Get Over Yourself and Embrace the Pre-Life Crisis

The pre-life crisis means that, before you really have any major financial or familial responsibilities, you are thrown into a den of confusion about what to do for the rest of your life - or at least, how to make the best start to your professional life.

Many people have a mid-life crisis. The United Kingdom looks to be in the throes of its own right now. As students across the world approach the end of their schooling this summer, a sizeable number will be pondering their next choice in life. Just as the middle aged have the mid-life crisis, I want students to understand the value of the pre-life crisis.

The pre-life crisis means that, before you really have any major financial or familial responsibilities, you are thrown into a den of confusion about what to do for the rest of your life - or at least, how to make the best start to your professional life. "What do I want to be", is the refrain rolling around the more or less drunken/drug addled mind of many a university student. Apprentices, I imagine, are a bit more certain of what's next.

Whilst a few will soon be embarking on a journey to become the next Mark Zuckerberg, most of us are not gifted with preternatural skills. We are good, some of us excellent, but most span a scale of general competence without being the stuff of the next GQ or WIRED cover. The first stage in the pre-life crisis is this very realisation - that is, shock.

Your parents are wrong. You are not super gifted. You might be just above average but chances are you are just what it says on the tin - average (most of us have got to be). In stage one of the pre-life crisis, this hits us like a bat out of hell. Once you put down your latest impulse buy (C+ for Beginners), it's time to face facts and look at your other options.
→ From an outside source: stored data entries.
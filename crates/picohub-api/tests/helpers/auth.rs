use super::TEST_JWT_SECRET;
use jsonwebtoken::{encode, EncodingKey, Header};
use picohub_api::auth::JwtClaims;

pub const TEST_USER_ID: i64 = 42;

/// Mint a token for `user_id` expiring `ttl_secs` from now (negative for an
/// already expired token).
pub fn token_for(user_id: i64, ttl_secs: i64) -> String {
    let now = chrono::Utc::now().timestamp();
    let claims = JwtClaims {
        user_id,
        username: format!("user{}", user_id),
        is_admin: false,
        exp: now + ttl_secs,
        iat: now,
    };
    encode(
        &Header::default(),
        &claims,
        &EncodingKey::from_secret(TEST_JWT_SECRET.as_bytes()),
    )
    .expect("Failed to encode test token")
}

pub fn test_token() -> String {
    token_for(TEST_USER_ID, 3600)
}

pub fn bearer(token: &str) -> String {
    format!("Bearer {}", token)
}
//! HS256 bearer token validation

use crate::auth::models::{AuthUser, JwtClaims};
use jsonwebtoken::{decode, Algorithm, DecodingKey, Validation};
use picohub_core::AppError;

/// Verifies tokens signed with the shared HMAC secret
#[derive(Clone)]
pub struct JwtValidator {
    key: DecodingKey,
    validation: Validation,
}

impl JwtValidator {
    pub fn new(secret: &str) -> Self {
        let mut validation = Validation::new(Algorithm::HS256);
        validation.set_required_spec_claims(&["exp"]);
        validation.leeway = 0;
        Self {
            key: DecodingKey::from_secret(secret.as_bytes()),
            validation,
        }
    }

    pub fn validate(&self, token: &str) -> Result<AuthUser, AppError> {
        decode::<JwtClaims>(token, &self.key, &self.validation)
            .map(|data| data.claims.into())
            .map_err(|e| {
                tracing::debug!(error = %e, "JWT validation failed");
                AppError::Unauthorized("invalid or expired token".to_string())
            })
    }
}

impl std::fmt::Debug for JwtValidator {
    fn fmt(&self, f: &mut std::fmt::Formatter<'_>) -> std::fmt::Result {
        f.debug_struct("JwtValidator").finish_non_exhaustive()
    }
}
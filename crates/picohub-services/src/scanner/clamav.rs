use std::path::{Path, PathBuf};
use std::str;
use std::time::{Duration, Instant};

use async_trait::async_trait;
use clamav_client::{clean, Tcp};

use super::{ScanError, ScanReport, Scanner};

/// Scanner backed by a clamd daemon over TCP.
///
/// Connection failures, unparseable responses and timeouts are returned as
/// errors so callers can fail closed.
#[derive(Clone, Debug)]
pub struct ClamAvScanner {
    host: String,
    port: u16,
    /// Timeout in seconds for each scan operation
    timeout_secs: u64,
}

impl ClamAvScanner {
    /// Create a new ClamAvScanner.
    ///
    /// # Arguments
    /// * `host` - ClamAV daemon hostname
    /// * `port` - ClamAV daemon port (typically 3310)
    /// * `timeout_secs` - Upper bound for a single scan
    pub fn new(host: String, port: u16, timeout_secs: u64) -> Self {
        Self {
            host,
            port,
            timeout_secs,
        }
    }
}

/// Extract the signature name from a `stream: <Name> FOUND` response.
fn signature_name(response: &[u8]) -> String {
    let response = str::from_utf8(response).map(str::trim).unwrap_or("unknown");
    if !response.contains("FOUND") {
        return "unknown".to_string();
    }
    response
        .split(':')
        .nth(1)
        .and_then(|rest| rest.split_whitespace().next())
        .unwrap_or("unknown")
        .to_string()
}

fn scan_blocking(path: PathBuf, address: String) -> Result<ScanReport, ScanError> {
    let connection = Tcp {
        host_address: address.as_str(),
    };
    let response = clamav_client::scan_file(&path, connection, None)
        .map_err(|e| ScanError::Unavailable(format!("ClamAV scan error: {}", e)))?;
    let is_clean = clean(&response)
        .map_err(|e| ScanError::Failed(format!("Failed to parse ClamAV response: {}", e)))?;

    if is_clean {
        Ok(ScanReport::clean("no threats found"))
    } else {
        Ok(ScanReport::flagged(signature_name(&response)))
    }
}

#[async_trait]
impl Scanner for ClamAvScanner {
    async fn scan(&self, path: &Path) -> Result<ScanReport, ScanError> {
        let start = Instant::now();
        tracing::debug!(host = %self.host, port = %self.port, path = %path.display(), "Starting ClamAV scan");

        let address = format!("{}:{}", self.host, self.port);
        let path = path.to_path_buf();
        let result = tokio::time::timeout(
            Duration::from_secs(self.timeout_secs),
            tokio::task::spawn_blocking(move || scan_blocking(path, address)),
        )
        .await;

        let report = match result {
            Ok(Ok(report)) => report?,
            Ok(Err(e)) => {
                tracing::error!(error = %e, "ClamAV scan panicked");
                return Err(ScanError::Failed(format!("ClamAV scan task join error: {}", e)));
            }
            Err(_) => {
                tracing::error!(timeout_secs = self.timeout_secs, "ClamAV scan timeout");
                return Err(ScanError::Timeout(self.timeout_secs));
            }
        };

        if report.clean {
            tracing::info!(
                duration_ms = start.elapsed().as_millis(),
                "File scan completed: clean"
            );
        } else {
            tracing::warn!(
                duration_ms = start.elapsed().as_millis(),
                virus = %report.message,
                "File scan detected virus"
            );
        }
        Ok(report)
    }
}

#[cfg(test)]
mod tests {
    use super::*;

    #[test]
    fn signature_name_parsing() {
        assert_eq!(
            signature_name(b"stream: Win.Test.EICAR_HDB-1 FOUND\0"),
            "Win.Test.EICAR_HDB-1"
        );
        assert_eq!(signature_name(b"stream: OK\0"), "unknown");
        assert_eq!(signature_name(&[0xff, 0xfe]), "unknown");
    }

    #[tokio::test]
    async fn unreachable_daemon_is_an_error() {
        let scanner = ClamAvScanner::new("127.0.0.1".to_string(), 1, 5);
        let missing = std::env::temp_dir().join("picohub-clamav-missing.zip");
        assert!(scanner.scan(&missing).await.is_err());
    }
}
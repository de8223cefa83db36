// SPDX-License-Identifier: MIT
// Copyright 2026 Roland Dreier <roland@rolandd.dev>

//! Relationship maintainer: the only code that edits a user's event set or
//! an event's participant set.
//!
//! Each step is atomic on its own document, but a multi-document update is
//! not transactional. A crash or a conflicting request between steps can
//! leave one side referencing the other without the reverse link. Nothing
//! repairs that automatically.

use crate::db::{EventStore, UserStore};
use crate::error::AppError;
use crate::models::User;
use futures_util::{stream, StreamExt};
use std::future::Future;
use std::sync::Arc;

const MAX_CONCURRENT_DB_OPS: usize = 50;

#[derive(Clone)]
pub struct RelationshipMaintainer {
    users: Arc<dyn UserStore>,
    events: Arc<dyn EventStore>,
}

/// Run `op` for every id with bounded concurrency. Returns how many calls
/// found their target document; the first error wins.
async fn fan_out<'a, F, Fut>(ids: &'a [String], op: F) -> Result<usize, AppError>
where
    F: Fn(&'a str) -> Fut,
    Fut: Future<Output = Result<bool, AppError>>,
{
    // Futures are built up front so the stream holds no borrowing closure,
    // which keeps the caller's future `Send`.
    let pending: Vec<Fut> = ids.iter().map(|id| op(id.as_str())).collect();
    let results: Vec<Result<bool, AppError>> = stream::iter(pending)
        .buffer_unordered(MAX_CONCURRENT_DB_OPS)
        .collect()
        .await;

    let mut found = 0;
    for result in results {
        if result? {
            found += 1;
        }
    }
    Ok(found)
}

impl RelationshipMaintainer {
    pub fn new(users: Arc<dyn UserStore>, events: Arc<dyn EventStore>) -> Self {
        Self { users, events }
    }

    /// Fail with a validation error naming every id that has no user.
    pub async fn ensure_users_exist(&self, user_ids: &[String]) -> Result<(), AppError> {
        let pending: Vec<_> = user_ids
            .iter()
            .map(|id| async move {
                let user = self.users.get_user(id).await?;
                Ok::<_, AppError>(if user.is_none() { Some(id) } else { None })
            })
            .collect();
        let checks: Vec<Result<Option<&String>, AppError>> = stream::iter(pending)
            .buffer_unordered(MAX_CONCURRENT_DB_OPS)
            .collect()
            .await;

        let mut missing = Vec::new();
        for check in checks {
            if let Some(id) = check? {
                missing.push(id.as_str());
            }
        }

        if missing.is_empty() {
            return Ok(());
        }
        missing.sort_unstable();
        Err(AppError::Validation(format!(
            "Unknown participant ids: {}",
            missing.join(", ")
        )))
    }

    /// Link a freshly created event into each participant's event set.
    pub async fn on_event_created(
        &self,
        event_id: &str,
        participant_ids: &[String],
    ) -> Result<(), AppError> {
        let linked = fan_out(participant_ids, |user_id| async move {
            let user = self.users.add_event_to_user(user_id, event_id).await?;
            if user.is_none() {
                tracing::warn!(user_id, event_id, "Participant vanished before linking");
            }
            Ok::<_, AppError>(user.is_some())
        })
        .await?;

        tracing::debug!(
            event_id,
            linked,
            requested = participant_ids.len(),
            "Linked event to participants"
        );
        Ok(())
    }

    /// Remove a deleted event from each former participant's event set.
    pub async fn on_event_deleted(
        &self,
        event_id: &str,
        former_participant_ids: &[String],
    ) -> Result<(), AppError> {
        let unlinked = fan_out(former_participant_ids, |user_id| {
            self.users.remove_event_from_user(user_id, event_id)
        })
        .await?;

        tracing::debug!(event_id, unlinked, "Unlinked deleted event from users");
        Ok(())
    }

    /// Add `event_id` to the user, then `user_id` to the event.
    ///
    /// An unknown user stops before the event is touched. An unknown event
    /// is reported after the user-side write, which is left in place.
    pub async fn on_user_added_to_event(
        &self,
        user_id: &str,
        event_id: &str,
    ) -> Result<User, AppError> {
        let user = self
            .users
            .add_event_to_user(user_id, event_id)
            .await?
            .ok_or_else(|| AppError::NotFound(format!("User {} not found", user_id)))?;

        if self.events.add_participant(event_id, user_id).await?.is_none() {
            tracing::warn!(
                user_id,
                event_id,
                "Event not found after linking user; user keeps a dangling event reference"
            );
            return Err(AppError::NotFound(format!("Event {} not found", event_id)));
        }

        tracing::info!(user_id, event_id, "User added to event");
        Ok(user)
    }

    /// Remove a deleted user from each former event's participant set.
    pub async fn on_user_deleted(
        &self,
        user_id: &str,
        former_event_ids: &[String],
    ) -> Result<(), AppError> {
        let unlinked = fan_out(former_event_ids, |event_id| {
            self.events.remove_participant(event_id, user_id)
        })
        .await?;

        tracing::debug!(user_id, unlinked, "Unlinked deleted user from events");
        Ok(())
    }
}

#[cfg(test)]
mod tests {
    use super::*;
    use crate::db::InMemoryDb;
    use crate::models::Event;
    use chrono::NaiveDate;

    struct Fixture {
        db: Arc<InMemoryDb>,
        maintainer: RelationshipMaintainer,
    }

    fn fixture() -> Fixture {
        let db = Arc::new(InMemoryDb::new());
        let maintainer = RelationshipMaintainer::new(db.clone(), db.clone());
        Fixture { db, maintainer }
    }

    async fn seed_user(db: &InMemoryDb, id: &str) {
        db.insert_user(&User {
            id: id.to_string(),
            username: format!("user-{}", id),
            email: format!("{}@x.com", id),
            password_hash: "hash".to_string(),
            birthday: NaiveDate::from_ymd_opt(1990, 1, 1).unwrap(),
            events: vec![],
        })
        .await
        .unwrap();
    }

    async fn seed_event(db: &InMemoryDb, id: &str, participants: &[&str]) {
        db.insert_event(&Event {
            id: id.to_string(),
            name: "Meetup".to_string(),
            schedule: "2024-05-01".to_string(),
            address: None,
            participants: participants.iter().map(|p| p.to_string()).collect(),
        })
        .await
        .unwrap();
    }

    fn ids(values: &[&str]) -> Vec<String> {
        values.iter().map(|v| v.to_string()).collect()
    }

    fn assert_send<T: Send>(_: T) {}

    #[test]
    fn test_maintainer_futures_are_send() {
        // Handlers are spawned onto the multi-threaded runtime.
        let f = fixture();
        let participants = ids(&["u1", "u2"]);
        assert_send(f.maintainer.ensure_users_exist(&participants));
        assert_send(f.maintainer.on_event_created("e1", &participants));
        assert_send(f.maintainer.on_event_deleted("e1", &participants));
        assert_send(f.maintainer.on_user_added_to_event("u1", "e1"));
        assert_send(f.maintainer.on_user_deleted("u1", &participants));
    }

    #[tokio::test]
    async fn test_add_user_to_event_links_both_sides_idempotently() {
        let f = fixture();
        seed_user(&f.db, "u1").await;
        seed_event(&f.db, "e1", &[]).await;

        f.maintainer.on_user_added_to_event("u1", "e1").await.unwrap();
        let user = f.maintainer.on_user_added_to_event("u1", "e1").await.unwrap();

        assert_eq!(user.events, vec!["e1"]);
        let event = f.db.get_event("e1").await.unwrap().unwrap();
        assert_eq!(event.participants, vec!["u1"]);
    }

    #[tokio::test]
    async fn test_unknown_user_leaves_event_untouched() {
        let f = fixture();
        seed_event(&f.db, "e1", &[]).await;

        let err = f
            .maintainer
            .on_user_added_to_event("ghost", "e1")
            .await
            .unwrap_err();

        assert!(matches!(err, AppError::NotFound(_)));
        let event = f.db.get_event("e1").await.unwrap().unwrap();
        assert!(event.participants.is_empty());
    }

    #[tokio::test]
    async fn test_unknown_event_keeps_user_side_write() {
        let f = fixture();
        seed_user(&f.db, "u1").await;

        let err = f
            .maintainer
            .on_user_added_to_event("u1", "missing")
            .await
            .unwrap_err();

        assert!(matches!(err, AppError::NotFound(_)));
        let user = f.db.get_user("u1").await.unwrap().unwrap();
        assert_eq!(user.events, vec!["missing"]);
    }

    #[tokio::test]
    async fn test_event_created_and_deleted() {
        let f = fixture();
        seed_user(&f.db, "u1").await;
        seed_user(&f.db, "u2").await;
        let participants = ids(&["u1", "u2"]);

        f.maintainer.on_event_created("e1", &participants).await.unwrap();
        f.maintainer.on_event_created("e1", &participants).await.unwrap();
        for id in ["u1", "u2"] {
            let user = f.db.get_user(id).await.unwrap().unwrap();
            assert_eq!(user.events, vec!["e1"]);
        }

        f.maintainer.on_event_deleted("e1", &participants).await.unwrap();
        for id in ["u1", "u2"] {
            let user = f.db.get_user(id).await.unwrap().unwrap();
            assert!(user.events.is_empty());
        }
    }

    #[tokio::test]
    async fn test_user_deleted_cleans_participant_sets() {
        let f = fixture();
        seed_event(&f.db, "e1", &["u1", "u2"]).await;
        seed_event(&f.db, "e2", &["u1"]).await;

        // "e3" no longer exists; removal from it is a no-op.
        f.maintainer
            .on_user_deleted("u1", &ids(&["e1", "e2", "e3"]))
            .await
            .unwrap();

        let e1 = f.db.get_event("e1").await.unwrap().unwrap();
        let e2 = f.db.get_event("e2").await.unwrap().unwrap();
        assert_eq!(e1.participants, vec!["u2"]);
        assert!(e2.participants.is_empty());
    }

    #[tokio::test]
    async fn test_ensure_users_exist_lists_missing_ids() {
        let f = fixture();
        seed_user(&f.db, "u1").await;

        f.maintainer.ensure_users_exist(&ids(&["u1"])).await.unwrap();
        f.maintainer.ensure_users_exist(&[]).await.unwrap();

        let err = f
            .maintainer
            .ensure_users_exist(&ids(&["u1", "zed", "abe"]))
            .await
            .unwrap_err();
        match err {
            AppError::Validation(msg) => assert!(msg.ends_with("abe, zed"), "{}", msg),
            other => panic!("unexpected error: {:?}", other),
        }
    }
}
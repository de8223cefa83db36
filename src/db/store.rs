// SPDX-License-Identifier: MIT
// Copyright 2026 Roland Dreier <roland@rolandd.dev>

//! Storage traits implemented by each document store backend.
//!
//! Every method touches exactly one document. Anything spanning both
//! collections goes through [`crate::services::RelationshipMaintainer`].

use crate::error::AppError;
use crate::models::{Event, User};
use async_trait::async_trait;

/// Persistence for the `users` collection.
#[async_trait]
pub trait UserStore: Send + Sync {
    /// Insert a new user. Fails with `DuplicateKey` if the username or
    /// email is already taken.
    async fn insert_user(&self, user: &User) -> Result<(), AppError>;

    async fn get_user(&self, id: &str) -> Result<Option<User>, AppError>;

    async fn find_user_by_username(&self, username: &str) -> Result<Option<User>, AppError>;

    async fn list_users(&self) -> Result<Vec<User>, AppError>;

    /// Write the profile fields (username, email, password hash, birthday)
    /// of an existing user. The stored event set is left as it is. Returns
    /// the stored user, or `None` if no user has this id. Fails with
    /// `DuplicateKey` if the username or email belongs to another user.
    async fn update_user_profile(&self, user: &User) -> Result<Option<User>, AppError>;

    /// Remove a user, returning the removed record.
    async fn delete_user(&self, id: &str) -> Result<Option<User>, AppError>;

    /// Add an event id to the user's event set (no-op if present).
    /// Returns the updated user, or `None` if the user does not exist.
    async fn add_event_to_user(
        &self,
        user_id: &str,
        event_id: &str,
    ) -> Result<Option<User>, AppError>;

    /// Remove an event id from the user's event set. Returns `false` if the
    /// user does not exist.
    async fn remove_event_from_user(&self, user_id: &str, event_id: &str)
        -> Result<bool, AppError>;
}

/// Persistence for the `events` collection.
#[async_trait]
pub trait EventStore: Send + Sync {
    async fn insert_event(&self, event: &Event) -> Result<(), AppError>;

    async fn get_event(&self, id: &str) -> Result<Option<Event>, AppError>;

    async fn list_events(&self) -> Result<Vec<Event>, AppError>;

    /// Write name, schedule and address of an existing event. The stored
    /// participant set is left as it is. Returns the stored event, or `None`
    /// if no event has this id.
    async fn update_event_details(&self, event: &Event) -> Result<Option<Event>, AppError>;

    async fn delete_event(&self, id: &str) -> Result<Option<Event>, AppError>;

    /// Add a user id to the participant set (no-op if present).
    /// Returns the updated event, or `None` if the event does not exist.
    async fn add_participant(
        &self,
        event_id: &str,
        user_id: &str,
    ) -> Result<Option<Event>, AppError>;

    /// Remove a user id from the participant set. Returns `false` if the
    /// event does not exist.
    async fn remove_participant(&self, event_id: &str, user_id: &str) -> Result<bool, AppError>;
}

/// Insert `id` into `set` unless already present. Returns whether it was added.
pub(crate) fn add_to_set(set: &mut Vec<String>, id: &str) -> bool {
    if set.iter().any(|existing| existing == id) {
        return false;
    }
    set.push(id.to_string());
    true
}

/// Remove every occurrence of `id` from `set`. Returns whether anything changed.
pub(crate) fn remove_from_set(set: &mut Vec<String>, id: &str) -> bool {
    let before = set.len();
    set.retain(|existing| existing != id);
    set.len() != before
}
// SPDX-License-Identifier: MIT
// Copyright 2026 Roland Dreier <roland@rolandd.dev>

//! Event-Roster: users, events, and who goes where.
//!
//! This crate provides a REST backend for user accounts and events, with
//! a many-to-many participation relationship kept consistent on both sides.

pub mod config;
pub mod db;
pub mod error;
pub mod models;
pub mod routes;
pub mod services;

use config::{Config, ConfigError};
use db::{EventStore, UserStore};
use services::{EventRepository, PasswordHasher, RelationshipMaintainer, UserRepository};
use std::sync::Arc;

/// Shared application state.
pub struct AppState {
    pub config: Config,
    pub users: UserRepository,
    pub events: EventRepository,
    pub relationships: RelationshipMaintainer,
}

impl AppState {
    /// Wire repositories and the relationship maintainer to one store.
    pub fn new<S>(config: Config, store: Arc<S>) -> Result<Self, ConfigError>
    where
        S: UserStore + EventStore + 'static,
    {
        let hasher = PasswordHasher::new(config.hash_cost)?;
        let user_store: Arc<dyn UserStore> = store.clone();
        let event_store: Arc<dyn EventStore> = store;

        Ok(Self {
            config,
            users: UserRepository::new(user_store.clone(), hasher),
            events: EventRepository::new(event_store.clone()),
            relationships: RelationshipMaintainer::new(user_store, event_store),
        })
    }
}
Stage two - confusion - is equally disconcerting. All those careers fares, and all those summers spent interning at whatever slick outfit offered the most money, come flooding back. Do I really want to be a banker/lawyer/accountant, one asks. Even if you don't, you think you'll do it for a couple years to earn a little money before funding that dream. You WILL be the next Zuck.

Forget it big shot. It's not going to happen for the vast majority of people reading this blog. That sort of mind-set will see you mired in misery, well on the way to a mid-life crisis.

Once you accept this - stage three - then your choice narrows down to two things. Either choose something wacky that you love to do or find a way to be happy being an average worker in a white collar job. That all hinges on stage four.

Random crap. Random crap is that thing(s), whether evident or not, that you really want to try your hand at. It could be anything from politics to crochet to craft brewing. Without focusing too hard, think about a few things that capture your interest and give it a go. If it works out, great! If not, at least you tried it and it might develop into a fulfilling hobby. In either case, you won't be filing into the office in a few months with a cloud hanging over your head because you regret never taking a punt on something random.

Take me as an example. I'm smart without being the next Stephen Hawking. I'm in ok shape but no Abercrombie and Fitch model. I can be entertaining but you won't see me with my own YouTube channel making millions wet their pants with laughter.

I always thought I would become a lawyer. That was 'that plan'. Well the plan sucked. Shuffle paper all my life? No thanks - f*** you system! Oh wait, I need a job... So I left university in 2010 without a job lined up, moved in with my parents and started selling mobile phones. Great way to put that university degree from Scotland's best university to use, right?

After dawdling around for a bit longer, I alighted on training for the British Army. It sounded like a challenge. So, I thought, what the hell. I had leapt through the stages to random crap. Long story short, I found myself driving through the gates of the Royal Military Academy Sandhurst in January 2012.

It never really suited me. Within 4 months, with blisters heavily infected and nauseating to look at, I was given a few weeks off to get a grip, recover, and get back to the training. So I joined Twitter. Why not? Another long story short, I saw a tweet for a gay marriage campaign, volunteered to get involved, found myself representing that campaign live on Sky News in a matter of weeks before then being hired onto a UK parliamentary campaign to do the hard work of making a shouty campaign actually translate into a law. In July 2013, the legislation passed and I was out of a job (again).

I'm now happily employed in the field of political communications. Looking back, I've joined the dots between my interests - my love of politics and my penchant of shooting my mouth off. Thank God for the pre-life crisis! If I hadn't taken a flamethrower to the plan and indulged in some random crap, I would be very unhappy.

It's then the final stage of the pre-life crisis kicks in. Wisdom. Yes, the world lionises the likes of Zuck, Jobs and Gates. But the world is filled with average people. When average people come together, united by a passion to do something, they can achieve great and lasting change. In a world full of depressing hurt and pain, it's important to remember that. One average person doing random crap can spark a multitude of people to make positive change a reality. In my own small way, that's what I did on the gay marriage campaign.

What are you waiting for? Get shocked, realise your average, and start your own journey down the pre-life crisis track. If you don't, you'll soon be carrying too many responsibilities to throw it all to the wind and ran slap bang into a depressing mid-life crisis.